The latest figures that I saw were for 2003, so by now a bit out of date, but those figures in a paper presented by the minister Truss to the Outlook conference of 2004 showed that in Australia 4% of farm incomes came from government. In the US this was 18%. In Europe 36%, and in Japan and Korea around 60%.
This is the world market that Australian farmers operate in. It is the market which sets the price for our major agricultural commodities, the market into which more than half of our production is sold.
So Australian consumers get their produce at heavily subsidised prices but make very little contribution at all to the subsidies. In Australia it is the farmers who make up the difference between the price Australian consumers pay and the world cost of production. The difference is now so great that we can’t do this even in a good season. We no longer have the margins needed to set aside adequate reserves against calamity such as drought.

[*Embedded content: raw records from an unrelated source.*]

impl Journey {
    /// Bind a route and a fresh resource state to a shared graph.
    ///
    /// # Errors
    ///
    /// Returns [`CoreError::EmptyRoute`] for an empty route and
    /// [`CoreError::UnknownStar`] when the route references a star the
    /// graph does not contain.
    pub fn new(
        graph: Rc<RefCell<StarGraph>>,
        route: Vec<StarId>,
        state: MuleState,
    ) -> Result<Self, CoreError> {
        if route.is_empty() {
            return Err(CoreError::EmptyRoute);
        }
        {
            let graph = graph.borrow();
            if let Some(&missing) = route.iter().find(|&&id| !graph.contains(id)) {
                return Err(CoreError::UnknownStar(missing));
            }
        }
        Ok(Self {
            graph,
            route,
            state,
            current_step: 0,
            log: Vec::new(),
            complete: false,
        })
    }

    /// Execute the next transition. `None` once the run is complete.
    pub fn advance(&mut self) -> Option<StepRecord> {
        if self.complete {
            return None;
        }
        if self.current_step >= self.route.len() {
            return self.exhaustion_step();
        }
        if self.current_step == 0 {
            return self.start_step();
        }
        self.travel_step()
    }

    /// Replay every remaining step and return the full log.
    pub fn run_to_end(&mut self) -> &[StepRecord] {
        while self.advance().is_some() {}
        &self.log
    }

    /// Steps recorded so far, in order.
    #[must_use]
    pub fn log(&self) -> &[StepRecord] {
        &self.log
    }

    /// The route as currently planned, re-routes included.
    #[must_use]
    pub fn route(&self) -> &[StarId] {
        &self.route
    }

    #[must_use]
    pub fn state(&self) -> &MuleState {
        &self.state
    }

    #[must_use]
    pub const fn is_complete(&self) -> bool {
        self.complete
    }

    #[must_use]
    pub fn summary(&self) -> JourneySummary {
        JourneySummary {
            total_steps: self.log.len(),
            stars_visited: self.state.visited.len(),
            final_energy: self.state.energy,
            final_health: self.state.health,
            remaining_grass: self.state.grass,
            age: self.state.age,
            remaining_life: self.state.remaining_life(),
            is_alive: self.state.is_alive,
            route: self.route.clone(),
            visited: self.state.visited.to_vec(),
        }
    }

    fn star(&self, id: StarId) -> Option<Star> {
        self.graph.borrow().get_star(id).cloned()
    }

    /// First invocation: the traveler is already at the origin.
    fn start_step(&mut self) -> Option<StepRecord> {
        let star_id = self.route[0];
        let star = self.star(star_id)?;
        self.state.visited.push(star_id);
        self.state.current_star = star_id;
        let message = format!("The mule sets off from {}", star.display_label());
        let record = self.push_record(star_id, &star, StepAction::Start, message);
        self.current_step += 1;
        Some(record)
    }

    /// Past the final star while still alive: one synthetic terminal
    /// step so every completed run ends in a recorded death.
    fn exhaustion_step(&mut self) -> Option<StepRecord> {
        if !(self.state.is_alive && self.state.energy > 0.0) {
            self.complete = true;
            return None;
        }
        let star_id = *self.route.last()?;
        let star = self.star(star_id)?;
        self.state.energy = 0.0;
        self.state.is_alive = false;
        self.state.health = HealthTier::Dead;
        self.complete = true;
        let message = format!(
            "The mule died of exhaustion at {}; there is no energy left to continue",
            star.display_label()
        );
        Some(self.push_record(star_id, &star, StepAction::DeathByExhaustion, message))
    }

    fn travel_step(&mut self) -> Option<StepRecord> {
        let index = self.current_step;
        let previous_id = self.route[index - 1];
        let target_id = self.route[index];

        if self.graph.borrow().is_blocked(previous_id, target_id) {
            return self.reroute_step(previous_id, target_id);
        }

        let previous = self.star(previous_id)?;
        let star = self.star(target_id)?;
        let distance = self
            .graph
            .borrow()
            .edge_distance(previous_id, target_id)
            .unwrap_or_default();

        // Travel: energy drains and the traveled distance ages the
        // mule. An in-transit death skips all arrival effects.
        let travel_cost = distance * ENERGY_COST_PER_LIGHT_YEAR;
        self.state.energy -= travel_cost;
        self.state.age += distance;
        let mut message = format!(
            "Traveling from {} to {} ({distance:.2} ly); the flight drained {travel_cost:.1}% energy",
            previous.display_label(),
            star.display_label()
        );
        if self.state.energy <= 0.0 {
            message.push_str("; the mule ran out of energy mid-flight");
            return Some(self.fatal(target_id, &star, StepAction::DeathByEnergyTravel, message));
        }
        if self.state.age >= self.state.death_age {
            message.push_str(&format!(
                "; the mule died of old age at {:.2} ly",
                self.state.age
            ));
            return Some(self.fatal(target_id, &star, StepAction::DeathByAge, message));
        }

        // Arrival.
        self.state.visited.push(target_id);
        self.state.current_star = target_id;
        self.state.refresh_health();

        self.state.energy -= star.amount_of_energy;
        message.push_str(&format!(
            "; research consumed {:.1}% energy",
            star.amount_of_energy
        ));
        if self.state.energy <= 0.0 {
            message.push_str("; the mule did not survive the research");
            return Some(self.fatal(target_id, &star, StepAction::DeathByEnergyResearch, message));
        }

        let life_change = star.life_adjustment();
        self.state.death_age += life_change;
        if life_change != 0.0 {
            let verb = if life_change > 0.0 { "extended" } else { "shortened" };
            message.push_str(&format!(
                "; research {verb} the lifespan by {:.2} ly",
                life_change.abs()
            ));
        }

        let mut action = StepAction::Travel;
        if self.state.energy < EAT_TRIGGER_ENERGY && self.state.grass > 0.0 {
            // The gain rate follows the tier at the post-research
            // energy, not any earlier snapshot.
            self.state.refresh_health();
            let (gained, eaten) = graze(self.state.energy, self.state.grass);
            self.state.energy += gained;
            self.state.grass -= eaten;
            message.push_str(&format!(
                "; grazed {eaten:.2} kg of grass for {gained:.1}% energy"
            ));
            action = StepAction::EatAndResearch;
        }

        self.state.refresh_health();
        if self.state.energy <= 0.0 {
            message.push_str("; the mule ran out of energy");
            return Some(self.fatal(target_id, &star, StepAction::DeathByEnergy, message));
        }

        if star.hypergiant && self.state.is_alive {
            self.state.energy = (self.state.energy * HYPERGIANT_ENERGY_FACTOR).min(ENERGY_MAX);
            self.state.grass *= HYPERGIANT_GRASS_FACTOR;
            message.push_str(&format!(
                "; hypergiant flare recharged energy to {:.1}% and doubled the grass",
                self.state.energy
            ));
            action = StepAction::HypergiantBoost;
        }

        let record = self.push_record(target_id, &star, action, message);
        self.current_step += 1;
        if self.current_step >= self.route.len() && !(self.state.is_alive && self.state.energy > 0.0)
        {
            self.complete = true;
        }
        Some(record)
    }

    /// The upcoming edge is blocked: splice a fresh shortest path to
    /// the route's final star onto the visited prefix, or declare the
    /// traveler trapped. The step index does not move either way.
    fn reroute_step(&mut self, previous_id: StarId, target_id: StarId) -> Option<StepRecord> {
        let previous = self.star(previous_id)?;
        let destination = *self.route.last()?;
        let (path, total) = self.graph.borrow().shortest_path(previous_id, destination);
        if path.is_empty() {
            let message = format!(
                "The passage from {} is blocked and no detour exists; the mule is trapped",
                previous.display_label()
            );
            return Some(self.fatal(
                previous_id,
                &previous,
                StepAction::DeathByBlockedPath,
                message,
            ));
        }
        log::debug!(
            "edge {previous_id}-{target_id} blocked, rerouting through {} stops ({total:.2} ly)",
            path.len() - 1
        );
        self.route.truncate(self.current_step);
        self.route.extend_from_slice(&path[1..]);
        let message = format!(
            "The passage from {} is blocked; recalculated a detour of {} stops over {total:.2} ly",
            previous.display_label(),
            path.len() - 1
        );
        Some(self.push_record(previous_id, &previous, StepAction::RouteRecalculated, message))
    }

    fn fatal(
        &mut self,
        star_id: StarId,
        star: &Star,
        action: StepAction,
        message: String,
    ) -> StepRecord {
        if self.state.energy < 0.0 {
            self.state.energy = 0.0;
        }
        self.state.is_alive = false;
        self.state.health = HealthTier::Dead;
        self.complete = true;
        self.push_record(star_id, star, action, message)
    }

    fn push_record(
        &mut self,
        star_id: StarId,
        star: &Star,
        action: StepAction,
        message: String,
    ) -> StepRecord {
        let record = StepRecord {
            step: self.current_step,
            star: star_id,
            star_label: star.display_label(),
            state: self.state.clone(),
            action,
            message,
        };
        self.log.push(record.clone());
        record
    }
}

And the most mind blowing thing of all about this is that the NFF and National Party are ardent promoters of the unilateral abolition of government assistance to Australian agriculture. By world standards we never had much government assistance, but they adopted this policy nearly 25 years ago with the promise that if we showed the way all the world would follow. The rest of the world did not follow, and these &^#*wits refuse to acknowledge that they got it wrong. In the meantime the acute disadvantage at which we have been set compounds year on year.
There are professors in our universities who teach that Australia should shut down agriculture altogether and import its food. They show a total lack of understanding of how a market works. If Australia stopped producing not only would world prices rise dramatically (note the effect that the impending failure of Australia’s wheat crop had on the world price of wheat in recent weeks), but the price that Australia paid for the produce would not be the subsidised price. It would be the real cost of production price, with margins added.
So don’t you let any ^$%*witted academic convince you that you don’t need farmers, nor that you can’t afford to keep them there to continue producing. The depopulation of rural Australia that we have seen over the last twenty years will soon come around to bite Australia very badly. It is the result of very bad government policy, policy which was driven by the NFF and the National/Liberal parties.
When it does rain Australia will discover that there are too few able bodied people left in rural Australia to get the necessary work done. I quote from G. K. Chesterton, a very apt quote I saw again this week: “It is not that they can’t see the solution. It is that they can’t see the problem”.